(Beginning of Records for this exercise)

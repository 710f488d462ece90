use axum::{extract::State, response::Json};
use common::ExecutiveResponse;
use tracing::{debug, instrument};

use super::response_timestamp;
use crate::schemas::{error_response, ApiError, AppState, CachedData};

const CACHE_KEY: &str = "executive";

/// Executive summary with the forecast outlook and risk analysis
#[utoipa::path(
    get,
    path = "/api/executive/",
    tag = "analytics",
    responses(
        (status = 200, description = "Executive snapshot", body = ExecutiveResponse),
        (status = 500, description = "Snapshot files could not be read", body = common::ErrorResponse)
    )
)]
#[instrument(skip(state))]
pub async fn get_executive(State(state): State<AppState>) -> Result<Json<ExecutiveResponse>, ApiError> {
    if let Some(CachedData::Executive(response)) = state.cache.get(CACHE_KEY).await {
        debug!("Executive summary served from cache");
        return Ok(Json(response));
    }

    let response = state
        .store
        .executive_response(&response_timestamp())
        .await
        .map_err(|e| error_response(&e))?;

    state
        .cache
        .insert(CACHE_KEY.to_string(), CachedData::Executive(response.clone()))
        .await;

    Ok(Json(response))
}
pub mod error;
pub mod fetch_hook;
pub mod fetch_render;
pub mod loading;
pub mod toast;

(End of Records for this exercise)

What to do: Would you please return all lines of the data that include the word "ApiError"?

Finished task:
use crate::schemas::{error_response, ApiError, AppState, CachedData};
pub async fn get_executive(State(state): State<AppState>) -> Result<Json<ExecutiveResponse>, ApiError> {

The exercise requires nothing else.